満充電状態を維持する点で充電率100%での保存試験と似ているとも言えますが、充電維持試験では定電圧充電によってごくわずかな電流を流し続けているので、過充電状態に近いギリギリの状態を維持する事になります。従って、期間と温度が同一の場合には一般的に充電率100%での保存試験よりも厳しい条件となります。
また、充電維持試験と同様の条件が電気的安全性試験の一部に採用されています。つまり、充電維持試験は安全性の観点からも厳しい試験ということになります。従って、容量劣化特性試験と言え、試験の実施には一定の危険性を伴いますので注意が必要になります。
3、サイクル寿命試験
サイクル寿命試験とは、リチウムイオン電池を繰り返し充放電する事によって劣化を進め、満充電容量がどの程度減少するかを計測する試験です。

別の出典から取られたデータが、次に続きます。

// washwatch — Telegram Bot Channel
//
// One chat, two calls: `sendMessage` for the done-notification and
// `getUpdates` for remote `/set` commands. Both are plain HTTPS POSTs
// against api.telegram.org with the ESP x509 bundle for TLS.
//
// The radio is brought up lazily on the first call that needs it; most wake
// passes go back to sleep without ever touching the network.

#[cfg(target_os = "espidf")]
use anyhow::{bail, Context};
#[cfg(target_os = "espidf")]
use embedded_svc::http::client::Client;
#[cfg(target_os = "espidf")]
use embedded_svc::http::Status;
#[cfg(target_os = "espidf")]
use embedded_svc::io::{Read, Write};
#[cfg(target_os = "espidf")]
use esp_idf_hal::modem::Modem;
#[cfg(target_os = "espidf")]
use esp_idf_svc::eventloop::EspSystemEventLoop;
#[cfg(target_os = "espidf")]
use esp_idf_svc::http::client::{Configuration as HttpConfiguration, EspHttpConnection};
#[cfg(target_os = "espidf")]
use esp_idf_svc::nvs::EspDefaultNvsPartition;
#[cfg(target_os = "espidf")]
use esp_idf_svc::wifi::EspWifi;
use serde::{Deserialize, Serialize};

#[cfg(target_os = "espidf")]
use crate::config::{TELEGRAM_CHAT_ID, TELEGRAM_TOKEN};
#[cfg(target_os = "espidf")]
use crate::cycle::StatusChannel;
use crate::cycle::InboundCommands;

#[derive(Serialize)]
struct SendMessageRequest<'a> {
    chat_id: &'a str,
    text: &'a str,
}

#[derive(Serialize)]
struct GetUpdatesRequest {
    #[serde(skip_serializing_if = "Option::is_none")]
    offset: Option<i64>,
    timeout: u8,
}

#[derive(Deserialize)]
struct ApiResponse<T> {
    ok: bool,
    #[serde(default)]
    result: Option<T>,
}

#[derive(Debug, Deserialize)]
struct Update {
    update_id: i64,
    #[serde(default)]
    message: Option<ChatMessage>,
}

#[derive(Debug, Deserialize)]
struct ChatMessage {
    #[serde(default)]
    text: Option<String>,
}

/// Only the newest text message matters; everything older was superseded.
/// The returned cursor is one past the newest update so the next poll sees
/// only genuinely new traffic.
fn digest_updates(updates: Vec<Update>) -> InboundCommands {
    let next_cursor = updates.last().map(|u| u.update_id + 1);
    let latest = updates
        .into_iter()
        .rev()
        .find_map(|u| u.message.and_then(|m| m.text));
    InboundCommands { latest, next_cursor }
}

#[cfg(target_os = "espidf")]
pub struct TelegramChannel {
    radio: Option<(Modem, EspSystemEventLoop, EspDefaultNvsPartition)>,
    wifi: Option<EspWifi<'static>>,
}

#[cfg(target_os = "espidf")]
impl TelegramChannel {
    pub fn new(
        modem: Modem,
        sys_loop: EspSystemEventLoop,
        nvs_partition: EspDefaultNvsPartition,
    ) -> Self {
        Self {
            radio: Some((modem, sys_loop, nvs_partition)),
            wifi: None,
        }
    }

    fn ensure_connected(&mut self) -> anyhow::Result<()> {
        if self.wifi.is_some() {
            return Ok(());
        }
        // One shot per boot: a failed bring-up consumes the modem, and the
        // next attempt happens after the short-poll sleep anyway.
        let (modem, sys_loop, nvs) = self
            .radio
            .take()
            .context("wifi bring-up already failed this boot")?;
        self.wifi = Some(crate::wifi::connect(modem, sys_loop, nvs)?);
        Ok(())
    }

    fn call<T: Serialize, R: for<'de> Deserialize<'de>>(
        &mut self,
        method: &str,
        body: &T,
    ) -> anyhow::Result<R> {
        self.ensure_connected()?;

        let url = format!("https://api.telegram.org/bot{TELEGRAM_TOKEN}/{method}");
        let payload = serde_json::to_vec(body)?;
        let content_len = payload.len().to_string();

        let conn = EspHttpConnection::new(&HttpConfiguration {
            crt_bundle_attach: Some(esp_idf_sys::esp_crt_bundle_attach),
            ..Default::default()
        })?;
        let mut client = Client::wrap(conn);

        let mut request = client.post(
            &url,
            &[
                ("Content-Type", "application/json"),
                ("Content-Length", &content_len),
            ],
        )?;
        request.write_all(&payload)?;
        let mut response = request.submit()?;

        let status = response.status();
        let mut buf = Vec::new();
        let mut chunk = [0u8; 512];
        loop {
            let n = response.read(&mut chunk)?;
            if n == 0 {
                break;
            }
            buf.extend_from_slice(&chunk[..n]);
        }
        if status != 200 {
            bail!("bot api {method} returned http {status}");
        }

        let parsed: ApiResponse<R> = serde_json::from_slice(&buf)?;
        if !parsed.ok {
            bail!("bot api {method} reported failure");
        }
        parsed
            .result
            .with_context(|| format!("bot api {method} returned no result"))
    }
}

#[cfg(target_os = "espidf")]
impl StatusChannel for TelegramChannel {
    fn send_message(&mut self, text: &str) -> anyhow::Result<()> {
        let body = SendMessageRequest {
            chat_id: TELEGRAM_CHAT_ID,
            text,
        };
        // The result payload (the echoed message) is irrelevant.
        let _: serde_json::Value = self.call("sendMessage", &body)?;
        Ok(())
    }

    fn poll_commands(&mut self, since: Option<i64>) -> anyhow::Result<InboundCommands> {
        let body = GetUpdatesRequest {
            offset: since,
            timeout: 0,
        };
        let updates: Vec<Update> = self.call("getUpdates", &body)?;
        log::debug!("{} update(s) pending", updates.len());
        Ok(digest_updates(updates))
    }
}

#[cfg(test)]
mod tests {
    use super::*;

    #[test]
    fn newest_text_wins_and_cursor_advances_past_it() {
        let raw = r#"{"ok":true,"result":[
            {"update_id":10,"message":{"text":"/set 1 2"}},
            {"update_id":11,"message":{"text":"/set 9 9"}},
            {"update_id":12,"message":{}}
        ]}"#;
        let parsed: ApiResponse<Vec<Update>> = serde_json::from_str(raw).unwrap();
        let commands = digest_updates(parsed.result.unwrap());
        assert_eq!(commands.latest.as_deref(), Some("/set 9 9"));
        assert_eq!(commands.next_cursor, Some(13));
    }

    #[test]
    fn empty_update_list_leaves_the_cursor_alone() {
        let commands = digest_updates(Vec::new());
        assert!(commands.latest.is_none());
        assert!(commands.next_cursor.is_none());
    }

    #[test]
    fn non_message_updates_are_tolerated() {
        let raw = r#"{"ok":true,"result":[{"update_id":5}]}"#;
        let parsed: ApiResponse<Vec<Update>> = serde_json::from_str(raw).unwrap();
        let commands = digest_updates(parsed.result.unwrap());
        assert!(commands.latest.is_none());
        assert_eq!(commands.next_cursor, Some(6));
    }
}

試験方法は規格により異なりますが、満充電と完全放電を繰り返す定電流充放電試験か、あるいは特定の電流パターンを繰り返す方法となります。ただし、満充電容量は満充電状態から完全放電までを定電流放電することによって計測します。
試験時の温度は室温が多いですが、場合によっては温度を変えて実施します。試験サイクル数が500回など具体的に規定されている場合もあり、また場合によっては満充電容量が一定割合の減少を示すまでとされることもあります。
一般的には数百~数千回のサイクルとなります。
試験時の温度や充放電電流を変えると劣化速度が変わり、基本的には室温から乖離した温度で大電流充放電をすると劣化が速くなります。また、満充電容量は一般に温度を上げると上昇する一方、高温では劣化速度が速くなります。
今回は、容量劣化特性試験の試験項目についてご紹介しました。